Namun, 6 bulan yang lalu, Anthon membeli rumah sendiri untuk bersama istrinya karena selama tinggal di rumah keluarga Galio, Anthon merasa tidak bisa lepas untuk menikmati atapun menyiksa Zeva. Rumah yang hanya berjarak sekitar 7km dari rumah utama di kota Paris.

Saat ini sudah tanggal 20 Desember 2022, dalam persiapan natal Theo dipanggil Herjunot Galio, ayah angkatnya untuk pulang ke Paris. Selain itu beberapa kali Bora, ibu angkat serta istri Herjunot meneleponnya untuk segera pulang.

Dan ternyata ketika baru saja masuk kamarnya, ia mendapatkan telepon dari Zeva dan membuatnya langsung menghampiri wanita itu.

Begitulah, perasaan yang ia selau hindari selama setahun ini ternyata tidak bisa hilang juga hanya karena berjaga jarak.

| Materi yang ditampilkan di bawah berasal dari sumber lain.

//! API handlers for the forum HTTP API.

pub mod forum;
pub mod post;
pub mod service;
pub mod thread;
pub mod user;

pub use forum::*;
pub use post::*;
pub use service::*;
pub use thread::*;
pub use user::*;

use std::sync::Arc;

use crate::Database;

/// Shared database handle.
pub type SharedDatabase = Arc<Database>;

/// Application state shared by all handlers.
#[derive(Clone)]
pub struct AppState {
    pub db: SharedDatabase,
}

impl AppState {
    pub fn new(db: SharedDatabase) -> Self {
        Self { db }
    }
}
//! Forum repository for agora.
//!
//! This module provides forum creation, lookup and the forum membership list.

use sqlx::{QueryBuilder, Sqlite, SqliteConnection, SqlitePool};
use tracing::{debug, info};

use super::resolve::resolve_user;
use super::types::{Forum, ForumUsersQuery, NewForum};
use crate::db::{CounterDelta, CounterLedger, CreateOutcome, User};
use crate::{AgoraError, Result};

const FORUM_COLUMNS: &str = "id, slug, title, owner, threads, posts";

/// Repository for forum operations.
pub struct ForumRepository<'a> {
    pool: &'a SqlitePool,
}

impl<'a> ForumRepository<'a> {
    /// Create a new ForumRepository with the given database pool reference.
    pub fn new(pool: &'a SqlitePool) -> Self {
        Self { pool }
    }

    /// Create a new forum owned by an existing user.
    ///
    /// Fails with `NotFound` if the owner does not exist. If the slug is
    /// taken, nothing is written and the existing forum is returned.
    pub async fn create(&self, new_forum: &NewForum) -> Result<CreateOutcome<Forum>> {
        let mut tx = self.pool.begin().await?;

        // Owner lookup and insert in one statement; no row means either the
        // owner is missing or the slug is taken.
        let inserted = sqlx::query_as::<_, Forum>(&format!(
            "INSERT INTO forums (slug, title, owner_id, owner)
             SELECT ?, ?, id, nickname FROM users WHERE nickname = ?
             ON CONFLICT DO NOTHING
             RETURNING {FORUM_COLUMNS}"
        ))
        .bind(&new_forum.slug)
        .bind(&new_forum.title)
        .bind(&new_forum.user)
        .fetch_optional(&mut *tx)
        .await?;

        let Some(forum) = inserted else {
            drop(tx);
            resolve_user(self.pool, &new_forum.user).await?;
            debug!("Forum {} already exists", new_forum.slug);
            let existing = self
                .get_by_slug(&new_forum.slug)
                .await?
                .ok_or_else(|| AgoraError::Database("forum insert skipped".to_string()))?;
            return Ok(CreateOutcome::Exists(existing));
        };

        CounterLedger::apply(&mut tx, CounterDelta::Forum).await?;
        tx.commit().await?;

        info!("Created forum {} owned by {}", forum.slug, forum.user);
        Ok(CreateOutcome::Created(forum))
    }

    /// Get a forum by slug (case-insensitive).
    pub async fn get_by_slug(&self, slug: &str) -> Result<Option<Forum>> {
        let forum = sqlx::query_as::<_, Forum>(&format!(
            "SELECT {FORUM_COLUMNS} FROM forums WHERE slug = ?"
        ))
        .bind(slug)
        .fetch_optional(self.pool)
        .await?;

        Ok(forum)
    }

    /// List users who created a thread or post in the forum, by nickname.
    pub async fn list_users(&self, forum_id: i64, query: &ForumUsersQuery) -> Result<Vec<User>> {
        let mut builder: QueryBuilder<Sqlite> = QueryBuilder::new(
            "SELECT u.id, u.nickname, u.fullname, u.about, u.email
             FROM forum_users fu JOIN users u ON u.id = fu.user_id
             WHERE fu.forum_id = ",
        );
        builder.push_bind(forum_id);

        if let Some(ref since) = query.since {
            builder.push(if query.desc {
                " AND u.nickname < "
            } else {
                " AND u.nickname > "
            });
            builder.push_bind(since);
        }

        builder.push(if query.desc {
            " ORDER BY u.nickname DESC"
        } else {
            " ORDER BY u.nickname ASC"
        });
        builder.push(" LIMIT ");
        builder.push_bind(query.limit);

        let users = builder
            .build_query_as::<User>()
            .fetch_all(self.pool)
            .await?;

        Ok(users)
    }
}

/// Record forum membership for each user; existing memberships are kept.
pub(crate) async fn add_members(
    conn: &mut SqliteConnection,
    forum_id: i64,
    user_ids: &[i64],
) -> Result<()> {
    if user_ids.is_empty() {
        return Ok(());
    }

    let mut builder: QueryBuilder<Sqlite> =
        QueryBuilder::new("INSERT INTO forum_users (forum_id, user_id) ");
    builder.push_values(user_ids, |mut row, user_id| {
        row.push_bind(forum_id).push_bind(*user_id);
    });
    builder.push(" ON CONFLICT (forum_id, user_id) DO NOTHING");
    builder.build().execute(&mut *conn).await?;

    Ok(())
}
//! Forum service for agora.
//!
//! This module provides the high-level operations exposed over the API:
//! it resolves nicknames, slugs and thread references and delegates to the
//! repositories and ledgers.

use tracing::warn;

use crate::db::{
    CounterLedger, CreateOutcome, Database, GlobalStats, NewUser, User, UserRepository,
    UserUpdate,
};
use crate::{AgoraError, Result};

use super::details::{PostDetails, RelatedSet};
use super::post::{NewPost, Post};
use super::post_repository::PostRepository;
use super::repository::ForumRepository;
use super::resolve::{resolve_forum, resolve_thread, resolve_user};
use super::thread::{NewThread, Thread, ThreadListQuery, ThreadRef, ThreadUpdate};
use super::thread_repository::ThreadRepository;
use super::traversal::{PostListQuery, TraversalEngine};
use super::types::{Forum, ForumUsersQuery, NewForum};
use super::vote::{Voice, VoteLedger};

/// Service for forum operations.
pub struct ForumService<'a> {
    db: &'a Database,
}

impl<'a> ForumService<'a> {
    /// Create a new ForumService with the given database reference.
    pub fn new(db: &'a Database) -> Self {
        Self { db }
    }

    // ---- users ----

    /// Register a user, or report every user holding the nickname or email.
    pub async fn create_user(&self, new_user: &NewUser) -> Result<CreateOutcome<User, Vec<User>>> {
        UserRepository::new(self.db.pool()).create(new_user).await
    }

    /// Get a user profile.
    pub async fn user_profile(&self, nickname: &str) -> Result<User> {
        UserRepository::new(self.db.pool())
            .get_by_nickname(nickname)
            .await?
            .ok_or_else(|| AgoraError::not_found("user"))
    }

    /// Update a user profile.
    pub async fn update_user(&self, nickname: &str, update: &UserUpdate) -> Result<User> {
        UserRepository::new(self.db.pool())
            .update(nickname, update)
            .await
    }

    // ---- forums ----

    /// Create a forum.
    pub async fn create_forum(&self, new_forum: &NewForum) -> Result<CreateOutcome<Forum>> {
        ForumRepository::new(self.db.pool()).create(new_forum).await
    }

    /// Get a forum with its current counters.
    pub async fn forum_details(&self, slug: &str) -> Result<Forum> {
        ForumRepository::new(self.db.pool())
            .get_by_slug(slug)
            .await?
            .ok_or_else(|| AgoraError::not_found("forum"))
    }

    /// List the users active in a forum.
    pub async fn forum_users(&self, slug: &str, query: &ForumUsersQuery) -> Result<Vec<User>> {
        let forum = resolve_forum(self.db.pool(), slug).await?;
        ForumRepository::new(self.db.pool())
            .list_users(forum.id, query)
            .await
    }

    // ---- threads ----

    /// Create a thread in a forum.
    pub async fn create_thread(
        &self,
        forum_slug: &str,
        new_thread: &NewThread,
    ) -> Result<CreateOutcome<Thread>> {
        ThreadRepository::new(self.db.pool())
            .create(forum_slug, new_thread)
            .await
    }

    /// Get a thread by id or slug.
    pub async fn thread_details(&self, thread: &ThreadRef) -> Result<Thread> {
        ThreadRepository::new(self.db.pool())
            .get(thread)
            .await?
            .ok_or_else(|| AgoraError::not_found("thread"))
    }

    /// Update a thread's title and/or message.
    pub async fn update_thread(&self, thread: &ThreadRef, update: &ThreadUpdate) -> Result<Thread> {
        ThreadRepository::new(self.db.pool())
            .update(thread, update)
            .await
    }

    /// List the threads of a forum.
    pub async fn forum_threads(&self, slug: &str, query: &ThreadListQuery) -> Result<Vec<Thread>> {
        let forum = resolve_forum(self.db.pool(), slug).await?;
        ThreadRepository::new(self.db.pool())
            .list_by_forum(forum.id, query)
            .await
    }

    // ---- posts ----

    /// Insert a batch of posts into a thread.
    pub async fn insert_posts(&self, thread: &ThreadRef, posts: &[NewPost]) -> Result<Vec<Post>> {
        let key = resolve_thread(self.db.pool(), thread).await?;
        PostRepository::new(self.db.pool())
            .insert_batch(&key, posts)
            .await
    }

    /// Edit a post's message.
    pub async fn update_post(&self, id: i64, message: Option<&str>) -> Result<Post> {
        PostRepository::new(self.db.pool())
            .update_message(id, message)
            .await
    }

    /// Fetch one page of a thread's posts.
    pub async fn list_posts(&self, thread: &ThreadRef, query: &PostListQuery) -> Result<Vec<Post>> {
        let key = resolve_thread(self.db.pool(), thread).await?;
        TraversalEngine::new(self.db.pool())
            .list(key.id, query)
            .await
    }

    /// Get a post with the requested related entities.
    pub async fn post_details(&self, id: i64, related: RelatedSet) -> Result<PostDetails> {
        let pool = self.db.pool();
        let post = PostRepository::new(pool)
            .get_by_id(id)
            .await?
            .ok_or_else(|| AgoraError::not_found("post"))?;

        let author = if related.user {
            UserRepository::new(pool).get_by_nickname(&post.author).await?
        } else {
            None
        };
        let thread = if related.thread {
            ThreadRepository::new(pool).get_by_id(post.thread_id).await?
        } else {
            None
        };
        let forum = if related.forum {
            ForumRepository::new(pool).get_by_slug(&post.forum).await?
        } else {
            None
        };

        Ok(PostDetails {
            post,
            author,
            thread,
            forum,
        })
    }

    // ---- votes ----

    /// Vote on a thread. `voice` must be 1 or -1.
    pub async fn vote(&self, thread: &ThreadRef, nickname: &str, voice: i64) -> Result<Thread> {
        let voice = Voice::try_from(voice)?;
        let user = resolve_user(self.db.pool(), nickname).await?;
        let key = resolve_thread(self.db.pool(), thread).await?;
        VoteLedger::new(self.db.pool()).vote(&key, &user, voice).await
    }

    // ---- service ----

    /// Current global counters.
    pub async fn status(&self) -> Result<GlobalStats> {
        GlobalStats::load(self.db.pool()).await
    }

    /// Delete every user, forum, thread, vote and post and zero all counters.
    pub async fn clear(&self) -> Result<()> {
        let mut tx = self.db.begin().await?;

        for table in [
            "posts",
            "thread_votes",
            "forum_users",
            "threads",
            "forums",
            "users",
        ] {
            sqlx::query(&format!("DELETE FROM {table}"))
                .execute(&mut *tx)
                .await?;
        }
        CounterLedger::reset(&mut tx).await?;
        tx.commit().await?;

        warn!("All forum data cleared");
        Ok(())
    }
}

#[cfg(test)]
mod tests {
    use super::*;
    use crate::forum::SortMode;

    async fn setup() -> Database {
        let db = Database::open_in_memory().await.unwrap();
        let service = ForumService::new(&db);
        for nick in ["alice", "bob"] {
            service
                .create_user(&NewUser::new(nick, format!("{nick}@example.com")))
                .await
                .unwrap();
        }
        service
            .create_forum(&NewForum::new("rust", "Rust", "alice"))
            .await
            .unwrap();
        service
            .create_thread("rust", &NewThread::new("Intro", "alice", "hi").with_slug("intro"))
            .await
            .unwrap();
        db
    }

    #[tokio::test]
    async fn test_status_counts() {
        let db = setup().await;
        let service = ForumService::new(&db);
        service
            .insert_posts(
                &ThreadRef::parse("intro"),
                &[NewPost::new("alice", "a"), NewPost::reply(1, "bob", "b")],
            )
            .await
            .unwrap();

        let status = service.status().await.unwrap();
        assert_eq!(
            status,
            GlobalStats {
                users: 2,
                forums: 1,
                threads: 1,
                posts: 2
            }
        );

        let forum = service.forum_details("RUST").await.unwrap();
        assert_eq!(forum.threads, 1);
        assert_eq!(forum.posts, 2);
    }

    #[tokio::test]
    async fn test_insert_posts_unknown_thread() {
        let db = setup().await;
        let service = ForumService::new(&db);

        let result = service
            .insert_posts(&ThreadRef::Id(99), &[NewPost::new("alice", "a")])
            .await;
        assert!(matches!(result, Err(AgoraError::NotFound(ref w)) if w == "thread"));

        let result = service.insert_posts(&ThreadRef::Id(99), &[]).await;
        assert!(matches!(result, Err(AgoraError::NotFound(_))));
    }

    #[tokio::test]
    async fn test_list_posts_by_slug() {
        let db = setup().await;
        let service = ForumService::new(&db);
        service
            .insert_posts(
                &ThreadRef::parse("intro"),
                &[
                    NewPost::new("alice", "1"),
                    NewPost::reply(1, "bob", "2"),
                    NewPost::reply(1, "bob", "3"),
                    NewPost::new("bob", "4"),
                ],
            )
            .await
            .unwrap();

        let tree = service
            .list_posts(&ThreadRef::parse("INTRO"), &PostListQuery::new(SortMode::Tree))
            .await
            .unwrap();
        let ids: Vec<i64> = tree.iter().map(|p| p.id).collect();
        assert_eq!(ids, vec![1, 2, 3, 4]);

        let missing = service
            .list_posts(&ThreadRef::parse("nope"), &PostListQuery::default())
            .await;
        assert!(matches!(missing, Err(AgoraError::NotFound(_))));
    }

    #[tokio::test]
    async fn test_vote_validation_order() {
        let db = setup().await;
        let service = ForumService::new(&db);

        // Invalid voice is rejected before anything is resolved
        let result = service.vote(&ThreadRef::Id(99), "ghost", 5).await;
        assert!(matches!(result, Err(AgoraError::BadRequest(_))));

        let result = service.vote(&ThreadRef::Id(1), "ghost", 1).await;
        assert!(matches!(result, Err(AgoraError::NotFound(ref w)) if w == "user"));

        let result = service.vote(&ThreadRef::Id(99), "alice", 1).await;
        assert!(matches!(result, Err(AgoraError::NotFound(ref w)) if w == "thread"));

        let thread = service.vote(&ThreadRef::parse("intro"), "bob", -1).await.unwrap();
        assert_eq!(thread.votes, -1);
    }

    #[tokio::test]
    async fn test_post_details_related() {
        let db = setup().await;
        let service = ForumService::new(&db);
        service
            .insert_posts(&ThreadRef::Id(1), &[NewPost::new("bob", "hello")])
            .await
            .unwrap();

        let bare = service.post_details(1, RelatedSet::default()).await.unwrap();
        assert!(bare.author.is_none() && bare.thread.is_none() && bare.forum.is_none());

        let full = service.post_details(1, RelatedSet::all()).await.unwrap();
        assert_eq!(full.author.unwrap().nickname, "bob");
        assert_eq!(full.thread.unwrap().slug.as_deref(), Some("intro"));
        assert_eq!(full.forum.unwrap().posts, 1);

        let missing = service.post_details(2, RelatedSet::all()).await;
        assert!(matches!(missing, Err(AgoraError::NotFound(ref w)) if w == "post"));
    }

    #[tokio::test]
    async fn test_forum_users_and_threads() {
        let db = setup().await;
        let service = ForumService::new(&db);
        service
            .insert_posts(&ThreadRef::Id(1), &[NewPost::new("bob", "joining")])
            .await
            .unwrap();

        let users = service
            .forum_users("rust", &ForumUsersQuery::default())
            .await
            .unwrap();
        let names: Vec<_> = users.iter().map(|u| u.nickname.as_str()).collect();
        assert_eq!(names, vec!["alice", "bob"]);

        let threads = service
            .forum_threads("rust", &ThreadListQuery::default())
            .await
            .unwrap();
        assert_eq!(threads.len(), 1);

        assert!(service
            .forum_users("go", &ForumUsersQuery::default())
            .await
            .is_err());
        assert!(service
            .forum_threads("go", &ThreadListQuery::default())
            .await
            .is_err());
    }

    #[tokio::test]
    async fn test_clear() {
        let db = setup().await;
        let service = ForumService::new(&db);
        service
            .insert_posts(&ThreadRef::Id(1), &[NewPost::new("bob", "x")])
            .await
            .unwrap();
        service.vote(&ThreadRef::Id(1), "bob", 1).await.unwrap();

        service.clear().await.unwrap();

        assert_eq!(service.status().await.unwrap(), GlobalStats::default());
        assert!(service.user_profile("alice").await.is_err());
        assert!(service.forum_details("rust").await.is_err());

        // Everything can be created again afterwards
        let outcome = service
            .create_user(&NewUser::new("alice", "alice@example.com"))
            .await
            .unwrap();
        assert!(outcome.is_created());
        assert_eq!(service.status().await.unwrap().users, 1);
    }
}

Theo menatap wajah Zeva dengan lekat. Tangannya saat ingin membelai wajah cantik wanita itu namun ia berusaha menahannya.

Ia juga bisa melihat rahang Zeva yang memerah seperti bekas cengkraman lalu bagian kulit di tangan yang membiru.

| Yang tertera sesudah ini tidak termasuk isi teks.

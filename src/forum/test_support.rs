//! Seeding helpers for unit tests.

use crate::db::{NewUser, UserRepository};
use crate::Database;

use super::repository::ForumRepository;
use super::thread::{NewThread, Thread};
use super::thread_repository::ThreadRepository;
use super::types::NewForum;

pub(crate) async fn seed_user(db: &Database, nickname: &str) {
    let outcome = UserRepository::new(db.pool())
        .create(&NewUser::new(nickname, format!("{nickname}@example.com")))
        .await
        .unwrap();
    assert!(outcome.is_created(), "user {nickname} already exists");
}

pub(crate) async fn seed_forum(db: &Database, slug: &str, owner: &str) {
    let outcome = ForumRepository::new(db.pool())
        .create(&NewForum::new(slug, slug.to_uppercase(), owner))
        .await
        .unwrap();
    assert!(outcome.is_created(), "forum {slug} already exists");
}

pub(crate) async fn seed_thread(
    db: &Database,
    forum: &str,
    author: &str,
    slug: Option<&str>,
) -> Thread {
    let mut new_thread = NewThread::new("Thread", author, "Opening post");
    new_thread.slug = slug.map(str::to_string);
    ThreadRepository::new(db.pool())
        .create(forum, &new_thread)
        .await
        .unwrap()
        .created()
        .unwrap()
}

pub(crate) async fn forum_posts(db: &Database, slug: &str) -> i64 {
    ForumRepository::new(db.pool())
        .get_by_slug(slug)
        .await
        .unwrap()
        .unwrap()
        .posts
}
//! Post model for agora.

use chrono::{DateTime, Utc};
use serde::Serialize;

use super::path::PostPath;
use crate::Result;

/// A post in a thread.
#[derive(Debug, Clone, PartialEq, Eq, Serialize)]
pub struct Post {
    /// Unique post ID, increasing in creation order.
    pub id: i64,
    /// ID of the post this replies to (0 = top level).
    pub parent: i64,
    /// Materialized ancestry path.
    #[serde(skip)]
    pub path: PostPath,
    /// Nickname of the author.
    pub author: String,
    pub message: String,
    #[serde(rename = "isEdited")]
    pub is_edited: bool,
    /// Slug of the forum.
    pub forum: String,
    #[serde(rename = "thread")]
    pub thread_id: i64,
    pub created: DateTime<Utc>,
}

/// Data for creating a new post.
#[derive(Debug, Clone)]
pub struct NewPost {
    /// ID of the post to reply to (0 = top level).
    pub parent: i64,
    /// Nickname of the author.
    pub author: String,
    pub message: String,
    /// Creation time; defaults to the batch's shared timestamp.
    pub created: Option<DateTime<Utc>>,
}

impl NewPost {
    /// Create a top-level post.
    pub fn new(author: impl Into<String>, message: impl Into<String>) -> Self {
        Self {
            parent: 0,
            author: author.into(),
            message: message.into(),
            created: None,
        }
    }

    /// Create a reply to `parent`.
    pub fn reply(parent: i64, author: impl Into<String>, message: impl Into<String>) -> Self {
        Self {
            parent,
            ..Self::new(author, message)
        }
    }

    pub fn with_created(mut self, created: DateTime<Utc>) -> Self {
        self.created = Some(created);
        self
    }
}

/// Column list matching [`PostRow`].
pub(crate) const POST_COLUMNS: &str =
    "id, parent, path, author, message, is_edited, forum, thread_id, created";

/// Internal struct for mapping database rows to Post.
#[derive(sqlx::FromRow)]
pub(crate) struct PostRow {
    id: i64,
    parent: i64,
    path: Vec<u8>,
    author: String,
    message: String,
    is_edited: bool,
    forum: String,
    thread_id: i64,
    created: DateTime<Utc>,
}

impl PostRow {
    pub(crate) fn into_post(self) -> Result<Post> {
        Ok(Post {
            id: self.id,
            parent: self.parent,
            path: PostPath::from_bytes(&self.path)?,
            author: self.author,
            message: self.message,
            is_edited: self.is_edited,
            forum: self.forum,
            thread_id: self.thread_id,
            created: self.created,
        })
    }
}

/// Convert a batch of rows, failing on the first malformed path.
pub(crate) fn rows_into_posts(rows: Vec<PostRow>) -> Result<Vec<Post>> {
    rows.into_iter().map(PostRow::into_post).collect()
}
//! Thread repository for agora.
//!
//! This module provides thread creation, lookup, update and per-forum listing.

use sqlx::sqlite::SqliteExecutor;
use sqlx::{QueryBuilder, Sqlite, SqlitePool};
use tracing::{debug, info};

use super::repository::add_members;
use super::resolve::{resolve_forum, resolve_user};
use super::thread::{NewThread, Thread, ThreadListQuery, ThreadRef, ThreadUpdate};
use crate::datetime::{self, to_db_timestamp};
use crate::db::{CounterDelta, CounterLedger, CreateOutcome};
use crate::{AgoraError, Result};

pub(crate) const THREAD_COLUMNS: &str =
    "id, forum_id, forum, author, title, message, slug, votes, created";

/// Fetch a thread by ID with any executor (pool or open transaction).
pub(crate) async fn fetch_thread<'e>(
    executor: impl SqliteExecutor<'e>,
    id: i64,
) -> Result<Option<Thread>> {
    let thread = sqlx::query_as::<_, Thread>(&format!(
        "SELECT {THREAD_COLUMNS} FROM threads WHERE id = ?"
    ))
    .bind(id)
    .fetch_optional(executor)
    .await?;

    Ok(thread)
}

/// Repository for thread operations.
pub struct ThreadRepository<'a> {
    pool: &'a SqlitePool,
}

impl<'a> ThreadRepository<'a> {
    /// Create a new ThreadRepository with the given database pool reference.
    pub fn new(pool: &'a SqlitePool) -> Self {
        Self { pool }
    }

    /// Create a new thread in a forum.
    ///
    /// Fails with `NotFound` for an unknown author or forum. If the thread
    /// slug is taken, nothing is written and the existing thread is returned.
    pub async fn create(
        &self,
        forum_slug: &str,
        new_thread: &NewThread,
    ) -> Result<CreateOutcome<Thread>> {
        let author = resolve_user(self.pool, &new_thread.author).await?;
        if let Some(ref slug) = new_thread.slug {
            if let Some(existing) = self.get_by_slug(slug).await? {
                debug!("Thread {} already exists", slug);
                return Ok(CreateOutcome::Exists(existing));
            }
        }
        let forum = resolve_forum(self.pool, forum_slug).await?;

        let created = new_thread.created.unwrap_or_else(datetime::now);

        let mut tx = self.pool.begin().await?;
        CounterLedger::apply(&mut tx, CounterDelta::Thread { forum_id: forum.id }).await?;

        let inserted = sqlx::query_as::<_, Thread>(&format!(
            "INSERT INTO threads (forum_id, forum, author_id, author, title, message, slug, created)
             VALUES (?, ?, ?, ?, ?, ?, ?, ?)
             RETURNING {THREAD_COLUMNS}"
        ))
        .bind(forum.id)
        .bind(&forum.slug)
        .bind(author.id)
        .bind(&author.nickname)
        .bind(&new_thread.title)
        .bind(&new_thread.message)
        .bind(&new_thread.slug)
        .bind(to_db_timestamp(&created))
        .fetch_one(&mut *tx)
        .await;

        let thread = match inserted {
            Ok(thread) => thread,
            // Slug taken by a concurrent create
            Err(e) => match (AgoraError::from(e), new_thread.slug.as_deref()) {
                (AgoraError::Conflict(msg), Some(slug)) => {
                    drop(tx);
                    return match self.get_by_slug(slug).await? {
                        Some(existing) => Ok(CreateOutcome::Exists(existing)),
                        None => Err(AgoraError::Conflict(msg)),
                    };
                }
                (err, _) => return Err(err),
            },
        };

        add_members(&mut tx, forum.id, &[author.id]).await?;
        tx.commit().await?;

        info!(
            "Created thread {} in {} by {}",
            thread.id, thread.forum, thread.author
        );
        Ok(CreateOutcome::Created(thread))
    }

    /// Get a thread by ID.
    pub async fn get_by_id(&self, id: i64) -> Result<Option<Thread>> {
        fetch_thread(self.pool, id).await
    }

    /// Get a thread by slug (case-insensitive).
    pub async fn get_by_slug(&self, slug: &str) -> Result<Option<Thread>> {
        let thread = sqlx::query_as::<_, Thread>(&format!(
            "SELECT {THREAD_COLUMNS} FROM threads WHERE slug = ?"
        ))
        .bind(slug)
        .fetch_optional(self.pool)
        .await?;

        Ok(thread)
    }

    /// Get a thread by id or slug.
    pub async fn get(&self, thread: &ThreadRef) -> Result<Option<Thread>> {
        match thread {
            ThreadRef::Id(id) => self.get_by_id(*id).await,
            ThreadRef::Slug(slug) => self.get_by_slug(slug).await,
        }
    }

    /// Update a thread's title and/or message.
    ///
    /// Only fields that are set in the update will be modified.
    pub async fn update(&self, thread: &ThreadRef, update: &ThreadUpdate) -> Result<Thread> {
        if update.is_empty() {
            return self
                .get(thread)
                .await?
                .ok_or_else(|| AgoraError::not_found("thread"));
        }

        let mut query: QueryBuilder<Sqlite> = QueryBuilder::new("UPDATE threads SET ");
        let mut separated = query.separated(", ");

        if let Some(ref title) = update.title {
            separated.push("title = ");
            separated.push_bind_unseparated(title);
        }
        if let Some(ref message) = update.message {
            separated.push("message = ");
            separated.push_bind_unseparated(message);
        }

        match thread {
            ThreadRef::Id(id) => {
                query.push(" WHERE id = ");
                query.push_bind(*id);
            }
            ThreadRef::Slug(slug) => {
                query.push(" WHERE slug = ");
                query.push_bind(slug);
            }
        }
        query.push(format!(" RETURNING {THREAD_COLUMNS}"));

        let updated = query
            .build_query_as::<Thread>()
            .fetch_optional(self.pool)
            .await?
            .ok_or_else(|| AgoraError::not_found("thread"))?;

        debug!("Updated thread {}", updated.id);
        Ok(updated)
    }

    /// List threads of a forum by creation time.
    ///
    /// `since` is inclusive: `created >= since` ascending, `<=` descending.
    pub async fn list_by_forum(
        &self,
        forum_id: i64,
        query: &ThreadListQuery,
    ) -> Result<Vec<Thread>> {
        let mut builder: QueryBuilder<Sqlite> = QueryBuilder::new(format!(
            "SELECT {THREAD_COLUMNS} FROM threads WHERE forum_id = "
        ));
        builder.push_bind(forum_id);

        if let Some(since) = query.since {
            builder.push(if query.desc {
                " AND created <= "
            } else {
                " AND created >= "
            });
            builder.push_bind(to_db_timestamp(&since));
        }

        builder.push(if query.desc {
            " ORDER BY created DESC, id DESC"
        } else {
            " ORDER BY created ASC, id ASC"
        });
        builder.push(" LIMIT ");
        builder.push_bind(query.limit);

        let threads = builder
            .build_query_as::<Thread>()
            .fetch_all(self.pool)
            .await?;

        Ok(threads)
    }
}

Theo begitu marah pada dirinya sendiri karena tidak bisa berkutik saat melihat wanita yang ia cintai begitu tersiksa begini.

Pecundang? Pengecut? Mungkin sebutan ini cocok untuknya.

"Maafkan aku" lirihnya.

"Maafkan aku, Zeva. Aku belum bisa menyelamatkanmu dari Anthon" lanjutnya lagi.

Mendengar suara bariton Theo meskipun lirih membuat Zeva membuka matanya.

"Tidak perlu..minta maaf..terima kasih sudah menolongku" lirih Zeva dengan senyuman tipis.

Benar benar hati Theo saat ini seperti teriris pisau tajam dan berdarah didalam tanpa bisa ia hindari.

Tiba tiba tangan Zeva bergerak untuk memegang salah satu tangan Theo yang berada didekatnya.

"Boleh kah jika malam ini, temani aku beristirahat sebentar di hotel atau menginap dimanapun yang kamu mau? Aku sungguh tidak ingin pulang kerumah saat ini" minta Zeva.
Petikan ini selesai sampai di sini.